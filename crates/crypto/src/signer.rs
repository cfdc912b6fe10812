// Path: crates/crypto/src/signer.rs
//! Ed25519 key loading/generation and signing (spec §4.1, C1).

use crate::error::CryptoError;
use base64::{engine::general_purpose::STANDARD as BASE64, Engine as _};
use ed25519_dalek::{Signer as _, SigningKey, Verifier as _, VerifyingKey};
use rand::rngs::OsRng;
use zeroize::Zeroizing;

/// A loaded or generated Ed25519 signing key, process-global and never
/// rewritten after startup (SPEC_FULL.md §9 / spec §9 "Global mutable
/// state").
pub struct Signer {
    signing_key: SigningKey,
}

impl Signer {
    /// Loads a keypair from `ED25519_PRIVATE_KEY` if present: either a
    /// 32-byte seed or a 64-byte expanded key (seed || public key), both
    /// base64-encoded. Generates a fresh keypair otherwise, logging a
    /// clearly-marked warning and emitting the public key on stdout for
    /// operator capture (§4.1).
    pub fn load_or_generate(b64: Option<&str>) -> Result<Self, CryptoError> {
        match b64 {
            Some(b64) => Self::from_base64(b64),
            None => {
                tracing::warn!(
                    "ED25519_PRIVATE_KEY not set; generating an ephemeral signing key. \
                     Attestations signed with this key will not verify after restart."
                );
                let signer = Self::generate()?;
                println!(
                    "generated ephemeral Ed25519 public key: {}",
                    hex::encode(signer.public_key_bytes())
                );
                Ok(signer)
            }
        }
    }

    /// Parses a base64 seed (32 bytes) or expanded key (64 bytes; only the
    /// leading 32-byte seed is meaningful — the trailing bytes are the
    /// public key half of the expanded representation and are recomputed).
    pub fn from_base64(b64: &str) -> Result<Self, CryptoError> {
        let bytes = Zeroizing::new(BASE64.decode(b64.trim())?);
        let seed: [u8; 32] = match bytes.len() {
            32 => bytes
                .as_slice()
                .try_into()
                .map_err(|_| CryptoError::InvalidKey("seed must be 32 bytes".into()))?,
            64 => bytes
                .get(..32)
                .and_then(|s| s.try_into().ok())
                .ok_or_else(|| {
                    CryptoError::InvalidKey("expanded key must be 64 bytes".into())
                })?,
            n => {
                return Err(CryptoError::InvalidKey(format!(
                    "expected 32-byte seed or 64-byte expanded key, got {n} bytes"
                )))
            }
        };
        let signing_key = SigningKey::from_bytes(&seed);
        Ok(Self { signing_key })
    }

    /// Generates a fresh Ed25519 keypair from the OS CSPRNG.
    pub fn generate() -> Result<Self, CryptoError> {
        let mut rng = OsRng;
        let signing_key = SigningKey::generate(&mut rng);
        Ok(Self { signing_key })
    }

    /// Signs `message`, returning an always-64-byte Ed25519 signature.
    pub fn sign(&self, message: &[u8]) -> Result<[u8; 64], CryptoError> {
        Ok(self.signing_key.sign(message).to_bytes())
    }

    /// Verifies `signature` (64 bytes) over `message` against this key's
    /// public half. Used by the offline chain-integrity verifier (§4.6)
    /// with a public key loaded independently of the signer.
    pub fn verify(
        public_key_bytes: &[u8],
        message: &[u8],
        signature: &[u8],
    ) -> Result<(), CryptoError> {
        let key_bytes: [u8; 32] = public_key_bytes
            .try_into()
            .map_err(|_| CryptoError::InvalidKey("public key must be 32 bytes".into()))?;
        let public_key = VerifyingKey::from_bytes(&key_bytes)
            .map_err(|e| CryptoError::InvalidKey(e.to_string()))?;
        let sig_bytes: [u8; 64] = signature
            .try_into()
            .map_err(|_| CryptoError::InvalidSignature("signature must be 64 bytes".into()))?;
        let signature = ed25519_dalek::Signature::from_bytes(&sig_bytes);
        public_key
            .verify(message, &signature)
            .map_err(|e| CryptoError::InvalidSignature(e.to_string()))
    }

    /// The 32-byte public key.
    pub fn public_key_bytes(&self) -> [u8; 32] {
        self.signing_key.verifying_key().to_bytes()
    }
}

#[cfg(test)]
mod tests {
    use super::*;

    #[test]
    fn generate_sign_verify_roundtrip() {
        let signer = Signer::generate().unwrap();
        let msg = b"doc_1|user_1|a@b.co|2025-01-01T00:00:00.000Z|aa|GENESIS";
        let sig = signer.sign(msg).unwrap();
        assert_eq!(sig.len(), 64);
        Signer::verify(&signer.public_key_bytes(), msg, &sig).unwrap();
    }

    #[test]
    fn verify_rejects_tampered_message() {
        let signer = Signer::generate().unwrap();
        let sig = signer.sign(b"original").unwrap();
        assert!(Signer::verify(&signer.public_key_bytes(), b"tampered", &sig).is_err());
    }

    #[test]
    fn from_base64_32_byte_seed_roundtrips() {
        let seed = [7u8; 32];
        let b64 = BASE64.encode(seed);
        let loaded = Signer::from_base64(&b64).unwrap();
        let reloaded = Signer::from_base64(&b64).unwrap();
        assert_eq!(loaded.public_key_bytes(), reloaded.public_key_bytes());
        let msg = b"hello";
        let sig = loaded.sign(msg).unwrap();
        Signer::verify(&loaded.public_key_bytes(), msg, &sig).unwrap();
    }

    #[test]
    fn from_base64_64_byte_expanded_key_uses_leading_seed() {
        let seed = [9u8; 32];
        let mut expanded = seed.to_vec();
        expanded.extend_from_slice(&[0u8; 32]);
        let b64 = BASE64.encode(&expanded);
        let loaded = Signer::from_base64(&b64).unwrap();
        let from_seed = Signer::from_base64(&BASE64.encode(seed)).unwrap();
        assert_eq!(loaded.public_key_bytes(), from_seed.public_key_bytes());
    }

    #[test]
    fn from_base64_rejects_wrong_length() {
        let b64 = BASE64.encode([0u8; 10]);
        assert!(Signer::from_base64(&b64).is_err());
    }
}
// Path: crates/types/src/domain/session.rs
//! `Session` and `MagicLink` (spec §3, owned by C5).

use chrono::{DateTime, Utc};
use serde::{Deserialize, Serialize};

/// A server-side session record keyed by an opaque cookie value (§4.5).
#[derive(Debug, Clone, Serialize, Deserialize, sqlx::FromRow)]
pub struct Session {
    pub session_id: String,
    pub user_sub: String,
    pub user_email: String,
    pub user_name: Option<String>,
    /// AEAD ciphertext of the issuer's long-lived refresh token, or `None`
    /// for magic-link sessions which have no upstream credential.
    pub refresh_token_encrypted: Option<Vec<u8>>,
    /// The 96-bit AEAD nonce paired 1:1 with `refresh_token_encrypted`.
    pub refresh_token_nonce: Option<Vec<u8>>,
    pub access_token_expires_at: Option<DateTime<Utc>>,
    pub created_at: DateTime<Utc>,
    pub updated_at: DateTime<Utc>,
    pub last_refreshed_at: Option<DateTime<Utc>>,
    pub user_agent: Option<String>,
    pub ip_address: Option<String>,
}

/// The identity resolved from a validated session cookie + server-side
/// record (§4.5 "Resolving the user from a request").
#[derive(Debug, Clone, Serialize, Deserialize)]
pub struct Identity {
    pub sub: String,
    pub email: String,
    pub name: Option<String>,
}

/// A one-time email-delivered login token (§4.4.2). The raw token is never
/// persisted; only `token_hash` is.
#[derive(Debug, Clone, sqlx::FromRow)]
pub struct MagicLink {
    pub token_hash: String,
    pub email: String,
    pub expires_at: DateTime<Utc>,
    pub consumed_at: Option<DateTime<Utc>>,
    pub created_at: DateTime<Utc>,
}
// Path: crates/identity/src/lib.rs
#![cfg_attr(
    not(test),
    deny(
        clippy::unwrap_used,
        clippy::expect_used,
        clippy::panic,
        clippy::unimplemented,
        clippy::todo,
        clippy::indexing_slicing
    )
)]

//! # ackify-identity
//!
//! The dual-method identity provider (C4, spec §4.4): delegated
//! authorization with PKCE proof-of-possession, and passwordless
//! single-use email login. The session and credential store (C5, spec
//! §4.5): AEAD-encrypted session cookies and refresh tokens, with a
//! background expiry reaper.

/// AEAD key derivation and encrypt/decrypt helpers shared by the session
/// cookie codec and the refresh-token-at-rest cipher (C5, spec §4.5).
pub mod aead;
/// The delegated-authorization (OAuth2/OIDC + PKCE) flow (C4.4.1).
pub mod oauth;
/// Passwordless single-use email login (C4.4.2).
pub mod magiclink;
/// Per-email / per-IP token-bucket rate limiting (C4.4.3).
pub mod ratelimit;
/// Session lifecycle, credential encryption, and the expiry reaper (C5).
pub mod session;

pub use oauth::OAuthProvider;
pub use magiclink::MagicLinkProvider;
pub use ratelimit::TokenBucketLimiter;
pub use session::{PgSessionStore, SessionStore};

- [WHAT YOU ARE ASKED TO DO]: Retype exactly, and only, the lines above from the one where "background expiry reaper." occurs up to and including the one where "pub mod oauth;" occurs.

- [EXERCISE SOLUTION]:
//! background expiry reaper.

/// AEAD key derivation and encrypt/decrypt helpers shared by the session
/// cookie codec and the refresh-token-at-rest cipher (C5, spec §4.5).
pub mod aead;
/// The delegated-authorization (OAuth2/OIDC + PKCE) flow (C4.4.1).
pub mod oauth;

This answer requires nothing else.